[Extracted records Boundary: Start]

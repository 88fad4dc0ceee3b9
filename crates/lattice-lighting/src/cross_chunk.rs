//! Light exchange between horizontally adjacent chunk columns.
//!
//! A column's outermost cell layer on one side is snapshotted into a
//! [`FaceBorder`]. The neighbour on that side then seeds its own edge cells
//! from the snapshot and spreads inward. Snapshotting first means the two
//! columns never have to be borrowed at the same time.

use lattice_coords::{Direction, InChunkPosition, SECTION_MAX_X, SECTION_MAX_Z};

use crate::level::{Channel, LightLevel};
use crate::propagation::{LightEngine, LightVolume};

const FACE_WIDTH: usize = 16;

/// Effective light of one vertical side of a column, 16 cells per y.
#[derive(Clone, Debug, PartialEq, Eq)]
pub struct FaceBorder {
    face: Direction,
    min_y: i32,
    levels: Vec<LightLevel>,
}

impl FaceBorder {
    /// Snapshots the side `face` of `volume`.
    ///
    /// # Panics
    ///
    /// Panics if `face` is vertical.
    pub fn extract<V: LightVolume + ?Sized>(engine: &LightEngine<'_>, volume: &V, face: Direction) -> Self {
        let (min_y, max_y) = (volume.min_y(), volume.max_y());
        let mut levels = Vec::with_capacity((max_y - min_y + 1) as usize * FACE_WIDTH);
        for y in min_y..=max_y {
            for along in 0..FACE_WIDTH as i32 {
                levels.push(engine.effective(volume, face_cell(face, along, y)));
            }
        }
        Self { face, min_y, levels }
    }

    /// Side of the source column this border was taken from.
    pub fn face(&self) -> Direction {
        self.face
    }

    /// Light at `along` (x for north/south faces, z for east/west) and `y`.
    pub fn get(&self, along: i32, y: i32) -> Option<LightLevel> {
        if !(0..FACE_WIDTH as i32).contains(&along) || y < self.min_y {
            return None;
        }
        let index = (y - self.min_y) as usize * FACE_WIDTH + along as usize;
        self.levels.get(index).copied()
    }

    fn max_y(&self) -> i32 {
        self.min_y + (self.levels.len() / FACE_WIDTH) as i32 - 1
    }
}

/// Returns `true` if two snapshots of the same side differ anywhere.
pub fn border_changed(old: &FaceBorder, new: &FaceBorder) -> bool {
    old.face != new.face || old.min_y != new.min_y || old.levels != new.levels
}

/// Cell of a column on side `face` at `along`/`y`.
fn face_cell(face: Direction, along: i32, y: i32) -> InChunkPosition {
    match face {
        Direction::East => InChunkPosition::new(SECTION_MAX_X, y, along),
        Direction::West => InChunkPosition::new(0, y, along),
        Direction::South => InChunkPosition::new(along, y, SECTION_MAX_Z),
        Direction::North => InChunkPosition::new(along, y, 0),
        Direction::Up | Direction::Down => panic!("columns only exchange light horizontally"),
    }
}

impl LightEngine<'_> {
    /// Seeds `volume` from a neighbour's border and spreads inward.
    ///
    /// The border must come from the neighbour's side facing `volume`, so light
    /// enters through the opposite side of `volume`. Only brightens; returns the
    /// number of edge cells that got brighter.
    pub fn propagate_border<V: LightVolume + ?Sized>(&self, volume: &mut V, border: &FaceBorder) -> usize {
        let entry = border.face().opposite();
        let low = volume.min_y().max(border.min_y);
        let high = volume.max_y().min(border.max_y());

        let mut queue = std::collections::VecDeque::new();
        let mut brightened = 0;
        for y in low..=high {
            for along in 0..FACE_WIDTH as i32 {
                let Some(source) = border.get(along, y) else {
                    continue;
                };
                let target = face_cell(entry, along, y);
                let mut lit = false;
                if self.has_skylight() {
                    lit |= self.offer(volume, target, Channel::Sky, source.sky(), &mut queue);
                }
                lit |= self.offer(volume, target, Channel::Block, source.block(), &mut queue);
                if lit {
                    brightened += 1;
                }
            }
        }

        if brightened > 0 {
            tracing::trace!(?entry, brightened, "seeded light from neighbouring column");
        }
        self.spread(volume, queue);
        brightened
    }
}

// ---------------------------------------------------------------------------
// Tests
// ---------------------------------------------------------------------------

#[cfg(test)]
mod tests {
    use super::*;
    use crate::propagation::test_support::*;

    #[test]
    fn test_torch_light_crosses_into_neighbour() {
        let blocks = blocks();
        let engine = LightEngine::new(&blocks.registry, false);

        // Torch 2 blocks from the east edge of the western column.
        let mut west = TestColumn::new(0, 15);
        west.put(13, 8, 8, blocks.torch);
        engine.recalculate(&mut west);
        assert_eq!(west.light(InChunkPosition::new(15, 8, 8)).block(), 12);

        let mut east = TestColumn::new(0, 15);
        engine.recalculate(&mut east);
        let border = FaceBorder::extract(&engine, &west, Direction::East);
        let brightened = engine.propagate_border(&mut east, &border);

        assert!(brightened > 0);
        assert_eq!(east.light(InChunkPosition::new(0, 8, 8)).block(), 11);
        assert_eq!(east.light(InChunkPosition::new(4, 8, 8)).block(), 7);
    }

    #[test]
    fn test_sky_enters_covered_column_from_the_side() {
        let blocks = blocks();
        let engine = LightEngine::new(&blocks.registry, true);

        let open = TestColumn::new(0, 15);
        let mut covered = TestColumn::new(0, 15);
        for x in 0..16 {
            for z in 0..16 {
                covered.put(x, 15, z, blocks.stone);
            }
        }
        covered.rebuild_heightmap(&blocks.registry);
        engine.recalculate(&mut covered);
        assert_eq!(engine.effective(&covered, InChunkPosition::new(8, 5, 0)).sky(), 0);

        // The open column lies north of the covered one.
        let border = FaceBorder::extract(&engine, &open, Direction::South);
        engine.propagate_border(&mut covered, &border);
        assert_eq!(engine.effective(&covered, InChunkPosition::new(8, 5, 0)).sky(), 14);
        assert_eq!(engine.effective(&covered, InChunkPosition::new(8, 5, 3)).sky(), 11);
    }

    #[test]
    fn test_opaque_edge_blocks_incoming_light() {
        let blocks = blocks();
        let engine = LightEngine::new(&blocks.registry, false);
        let mut source = TestColumn::new(0, 15);
        source.put(0, 4, 4, blocks.torch);
        engine.recalculate(&mut source);

        let mut walled = TestColumn::new(0, 15);
        for y in 0..16 {
            for z in 0..16 {
                walled.put(15, y, z, blocks.stone);
            }
        }
        engine.recalculate(&mut walled);
        let border = FaceBorder::extract(&engine, &source, Direction::West);
        assert_eq!(engine.propagate_border(&mut walled, &border), 0);
        assert_eq!(walled.light(InChunkPosition::new(14, 4, 4)).block(), 0);
    }

    #[test]
    fn test_border_changed_detects_difference() {
        let blocks = blocks();
        let engine = LightEngine::new(&blocks.registry, false);
        let mut column = TestColumn::new(0, 15);
        engine.recalculate(&mut column);
        let before = FaceBorder::extract(&engine, &column, Direction::North);
        assert!(!border_changed(&before, &before.clone()));

        column.put(3, 3, 0, blocks.torch);
        engine.recalculate(&mut column);
        let after = FaceBorder::extract(&engine, &column, Direction::North);
        assert!(border_changed(&before, &after));
        assert_eq!(after.get(3, 3).map(LightLevel::block), Some(14));
        assert_eq!(after.get(16, 3), None);
    }
}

[Extracted records Boundary: End]

Exercise — Which lines of the data contain "horizontally"? Copy them all.

Task response —
//! Light exchange between horizontally adjacent chunk columns.
        Direction::Up | Direction::Down => panic!("columns only exchange light horizontally"),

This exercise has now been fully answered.